My rating: 3 of 5 stars
Having read this book and not loved it in the same way as many other reviewers, I feel rather guilty. I do like it and I think that the story is fascinating. It is brutal in places and often tragic. The biggest tragedies are the words that were never spoken by the main characters, which have been regretted ever since. This is a recurring theme throughout the book and clearly demonstrates that opportunities should usually be seized at the time that they arrive rather than thought about for many years to come.
The three main strands of the story are narrated by a Chinese soldier, an American pastor and an American military instructor. These characters, whilst sharing a celebratory drink on VJ day promise to return, as ghosts, to the village which pulled them together, on the anniversary of that day after their deaths. Eventually, they hope, they will meet up and reminisce. On the face of it, that’s a very clever device to enable the telling of a story from three individual points of view. But, for me, it failed.
The pastor, who is also a doctor, dies soon after the end of the war, before he can even make it back to the States. The Chinese soldier dies a few decades on. The military instructor dies at the age of 92, by which time the other two ghosts have grown impatient and angry that they have had to wait so long.
The strands of the story bear authenticity and match other accounts that I have read from the same region and period. They reveal great details and feelings which tug at my heartstrings. The binding force is Swallow, a local girl with whom each of the three main characters form differing relationships. Not only do they perceive her differently, but they each have different names for her. She is key to the development of the story from the beginning right through to the very end.
A three-star rating means that I liked the book and that I would recommend it.
So, why didn’t I rate it higher?
Ask yourselves this question. If old friends and comrades met up, even as ghosts, after many years of separation, would they sit and narrate their part of the story for hours on end without interruption? Of course not. They’d have animated conversations with many interruptions for questions and disagreements. I’ve attended many reunions and they are always filled with multiple chatter as we merrily and sometimes forlornly reminisce. Each of these characters is permitted to speak for tens of pages of the book at a time. It is impossible. That disappoints me.

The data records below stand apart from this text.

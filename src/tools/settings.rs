/// Tools for user settings and data management
///
/// This module implements the settings_get, settings_update and data_clear
/// MCP tools.

use schemars::JsonSchema;
use serde::{Deserialize, Serialize};

use crate::domain::{DomainError, Theme};
use crate::settings::Settings;
use crate::storage::KeyValueStore;
use crate::store::{HabitStore, StoreError};

/// Parameters for reading settings
#[derive(Debug, Default, Deserialize, JsonSchema)]
pub struct GetSettingsParams {}

/// Parameters for updating settings
#[derive(Debug, Default, Deserialize, JsonSchema)]
pub struct UpdateSettingsParams {
    /// Color theme: "light" or "dark" (optional)
    pub theme: Option<String>,
    /// Whether reminders are enabled (optional)
    pub notifications: Option<bool>,
}

/// Parameters for wiping habit data
#[derive(Debug, Default, Deserialize, JsonSchema)]
pub struct ClearDataParams {
    /// Must be true; deletion cannot be undone
    #[serde(default)]
    pub confirm: bool,
}

/// Response carrying the current settings
#[derive(Debug, Serialize)]
pub struct SettingsResponse {
    pub settings: Settings,
    pub message: String,
}

/// Response from wiping habit data
#[derive(Debug, Serialize)]
pub struct ClearDataResponse {
    pub cleared: bool,
    pub message: String,
}

fn describe(settings: &Settings) -> String {
    format!(
        "⚙️ **Settings**\n- Theme: {}\n- Notifications: {}",
        settings.theme,
        if settings.notifications { "on" } else { "off" }
    )
}

/// Read the current settings
pub fn get_settings<S: KeyValueStore>(
    store: &HabitStore<S>,
    _params: GetSettingsParams,
) -> Result<SettingsResponse, StoreError> {
    let settings = Settings::load(store.backend())?;
    Ok(SettingsResponse {
        message: describe(&settings),
        settings,
    })
}

/// Change one or both settings
pub fn update_settings<S: KeyValueStore>(
    store: &HabitStore<S>,
    params: UpdateSettingsParams,
) -> Result<SettingsResponse, StoreError> {
    if params.theme.is_none() && params.notifications.is_none() {
        return Err(DomainError::InvalidArgument(
            "Nothing to update: provide theme and/or notifications".to_string()
        ).into());
    }

    let mut settings = Settings::load(store.backend())?;
    if let Some(theme) = params.theme {
        settings.theme = theme.parse::<Theme>()?;
    }
    if let Some(notifications) = params.notifications {
        settings.notifications = notifications;
    }
    settings.save(store.backend())?;

    Ok(SettingsResponse {
        message: format!("Settings updated.\n\n{}", describe(&settings)),
        settings,
    })
}

/// Delete every habit and completion; settings are kept
pub fn clear_data<S: KeyValueStore>(
    store: &mut HabitStore<S>,
    params: ClearDataParams,
) -> Result<ClearDataResponse, StoreError> {
    if !params.confirm {
        return Ok(ClearDataResponse {
            cleared: false,
            message: "This deletes all habits and completions and cannot be undone. Call again with confirm: true to proceed.".to_string(),
        });
    }

    let habit_count = store.registry().len();
    store.clear_all()?;

    Ok(ClearDataResponse {
        cleared: true,
        message: format!("🧹 Deleted {} habit(s) and all completion history", habit_count),
    })
}

#[cfg(test)]
mod tests {
    use super::*;
    use crate::storage::MemoryStore;

    #[test]
    fn test_update_and_get_settings() {
        let store = HabitStore::open(MemoryStore::new()).unwrap();

        let response = update_settings(
            &store,
            UpdateSettingsParams { theme: Some("dark".to_string()), notifications: None },
        )
        .unwrap();
        assert_eq!(response.settings.theme, Theme::Dark);
        assert!(response.settings.notifications);

        let response = get_settings(&store, GetSettingsParams::default()).unwrap();
        assert_eq!(response.settings.theme, Theme::Dark);
        assert!(response.message.contains("Theme: dark"));
    }

    #[test]
    fn test_update_rejects_bad_theme_and_empty_update() {
        let store = HabitStore::open(MemoryStore::new()).unwrap();
        assert!(update_settings(&store, UpdateSettingsParams::default()).is_err());
        assert!(update_settings(
            &store,
            UpdateSettingsParams { theme: Some("neon".to_string()), notifications: Some(false) },
        )
        .is_err());
        assert_eq!(get_settings(&store, GetSettingsParams::default()).unwrap().settings, Settings::default());
    }

    #[test]
    fn test_clear_requires_confirmation_and_keeps_settings() {
        let mut store = HabitStore::open(MemoryStore::new()).unwrap();
        store.add_habit("Read").unwrap();
        update_settings(&store, UpdateSettingsParams { theme: Some("dark".to_string()), notifications: None }).unwrap();

        let response = clear_data(&mut store, ClearDataParams { confirm: false }).unwrap();
        assert!(!response.cleared);
        assert_eq!(store.list_habits().len(), 1);

        let response = clear_data(&mut store, ClearDataParams { confirm: true }).unwrap();
        assert!(response.cleared);
        assert!(store.list_habits().is_empty());
        assert_eq!(get_settings(&store, GetSettingsParams::default()).unwrap().settings.theme, Theme::Dark);
    }
}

Then there is an element of ridiculous. Two dogs, who played a central role in the lives of all four main characters, including the Swallow, get together for a reminisce of their own. That would be OK as it stands and would be rather entertaining. However, not only are these two dogs trilingual, speaking Mandarin, English and Dog, they are very intellectual in their language and descriptions and they are wonderful philosophers, probably more so than their human masters. They are also mind-readers. They relate the thoughts of the humans and one of them can even read a thermometer and understand the magnitude and meaning of the patient’s temperature.
Although these aspects distracted me from the amazing stories, I would still highly recommend the book to you.
Read it. I look forward to hearing your own opinions.